Цветаева была права, характеризуя «Стихи к Пушкину» как «страшно-резкие, страшно-вольные, ничего общего с канонизированным Пушкиным не имеющие, и всё имеющие – обратное канону». В очерке «Наталья Гончарова» Цветаева допустила знаменательную оговорку. Задавая вопрос: «За кого в 1831 г. выходила Наталья Гончарова?» – она поясняет: «Есть три Пушкина. Пушкин – очами любящих (друзей, женщин, стихолюбов, студенчества), Пушкин – очами любопытствующих (всех тех, последнюю сплетню о нем ловивших едва ли не жаднее, чем его последний стих), Пушкин – очами судящих (государь, полиция, Булгарин, иксы, игреки – посмертные отзывы) и, наконец, Пушкин – очами будущего – нас». Начав с «трех Пушкиных», она затем перечислила четыре типа отношения к нему. Очевидно, это случилось непроизвольно, потому что в ее сознании слились очи любящих и очи «будущего – нас», точнее говоря: меня, мои. В «Стихах к Пушкину» он увиден сердцем и «очами любящих» в резком противостоянии очам любопытствующих и судящих, пушкинской «черни». Но полемический задор, упор имел и обратную сторону: портрет Пушкина оказался более внешним, чем внутренним; портретом жизни, не творчества. «Портрет» творчества разворачивался в ее прозе.
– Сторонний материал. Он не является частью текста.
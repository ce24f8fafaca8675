//! Branchline Capability
//!
//! Statement handlers are looked up by statement kind in a registry filled
//! at startup by whichever edition is built. A kind with no registered
//! handler is a normal, typed outcome (`UnsupportedError`), not a crash.
//!
//! # Module Structure
//!
//! - `handler` - The `DirectHandler` trait and `ExecutionContext`
//! - `registry` - `CapabilityRegistry` mapping kinds to handler factories
//! - `error` - Dispatch and handler error types

mod error;
mod handler;
mod registry;

pub use branchline_core::StatementKind;
pub use error::{
    ConstructionError, DispatchError, DispatchResult, HandlerError, HandlerResult,
    UnsupportedError,
};
pub use handler::{DirectHandler, ExecutionContext};
pub use registry::{CapabilityRegistry, HandlerFactory};
//! Mutation operation implementations.
//!
//! Each operation is implemented in its own module and calls exactly one
//! catalog mutation entry point.

mod drop_column;

pub use drop_column::execute_drop_column;
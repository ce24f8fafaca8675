//! Catalog paths.
//!
//! A path names a table (or folder) as an ordered list of identifiers. The
//! first component is always the source the object lives in.

use std::fmt;
use thiserror::Error;

/// Errors raised while building a path.
#[derive(Debug, Clone, PartialEq, Eq, Error)]
pub enum PathError {
    /// A path must have at least one component.
    #[error("Catalog path cannot be empty")]
    Empty,

    /// Components must be non-blank.
    #[error("Catalog path component {index} is blank")]
    BlankComponent { index: usize },

    #[error("Unterminated quote in catalog path: {0}")]
    UnterminatedQuote(String),
}

/// An immutable, non-empty path into the catalog.
#[derive(Debug, Clone, PartialEq, Eq, Hash, PartialOrd, Ord)]
pub struct CatalogPath {
    components: Vec<String>,
}

impl CatalogPath {
    /// Build a path from its components.
    pub fn new<I, S>(components: I) -> Result<Self, PathError>
    where
        I: IntoIterator<Item = S>,
        S: Into<String>,
    {
        let components: Vec<String> = components.into_iter().map(Into::into).collect();
        if components.is_empty() {
            return Err(PathError::Empty);
        }
        if let Some(index) = components.iter().position(|c| c.trim().is_empty()) {
            return Err(PathError::BlankComponent { index });
        }
        Ok(Self { components })
    }

    /// Parse a dotted path such as `lake.sales.orders`.
    ///
    /// Double-quoted components may contain dots: `lake."2024.q1".orders`.
    pub fn parse(dotted: &str) -> Result<Self, PathError> {
        let mut components = Vec::new();
        let mut current = String::new();
        let mut quoted = false;
        for ch in dotted.chars() {
            match ch {
                '"' => quoted = !quoted,
                '.' if !quoted => components.push(std::mem::take(&mut current)),
                c => current.push(c),
            }
        }
        if quoted {
            return Err(PathError::UnterminatedQuote(dotted.to_string()));
        }
        components.push(current);
        Self::new(components)
    }

    /// The source name (first component).
    pub fn root(&self) -> &str {
        &self.components[0]
    }

    /// All components in order.
    pub fn components(&self) -> &[String] {
        &self.components
    }

    /// Number of components.
    pub fn len(&self) -> usize {
        self.components.len()
    }

    /// Always false: paths are non-empty by construction.
    pub fn is_empty(&self) -> bool {
        false
    }

    /// Prefix this path with a parent path.
    pub fn prefixed_with(&self, parent: &CatalogPath) -> CatalogPath {
        let mut components = parent.components.clone();
        components.extend(self.components.iter().cloned());
        CatalogPath { components }
    }
}

impl fmt::Display for CatalogPath {
    fn fmt(&self, f: &mut fmt::Formatter<'_>) -> fmt::Result {
        for (i, component) in self.components.iter().enumerate() {
            if i > 0 {
                f.write_str(".")?;
            }
            if component.contains('.') {
                write!(f, "\"{}\"", component)?;
            } else {
                f.write_str(component)?;
            }
        }
        Ok(())
    }
}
В очерке «Наталья Гончарова» есть важное наблюдение о повторности тем в работах художницы. Задумавшись, почему отдельные темы возвращаются в картины Гончаровой, Цветаева пытается найти этому объяснение. Сама Гончарова отвечает словом «отделаться»: «окончательно сделать – ...отделаться». Логически развивая высказывание художницы, Цветаева спрашивает: «К чему, вообще, возвращаются?» – и отвечает: «К недоделанному (ненавистному) и к тому, с чем невозможно расстаться, – любимому, т. е. к не доделанному тобой и не довершенному в тебе». И чуть ниже: «Повторность тем – развитие задачи, рост ее». Любопытно, что свое рассуждение Цветаева относит исключительно к художнику, отрицая его для поэта. Но повторность тем, образов – постоянное явление в ее собственной поэзии. Неопровержимейшие примеры: Орфей, Сивилла, деревья... Одной из тем, которая «текла непрерывно, как подземная река, здесь являясь, там пропадая», все больше проясняясь и углубляясь, для Цветаевой тридцатых годов оказался Пушкин. Он возникал во всех ее работах о поэзии. И каждый раз в новом аспекте, в подходе к разным вещам или в развитие прежде высказанных мыслей. Есть почти реальное ощущение, что Пушкин жил в Цветаевой, сопровождая ее размышления о поэзии и литературе вообще, помогая преодолевать отсутствие равновеликих собеседников.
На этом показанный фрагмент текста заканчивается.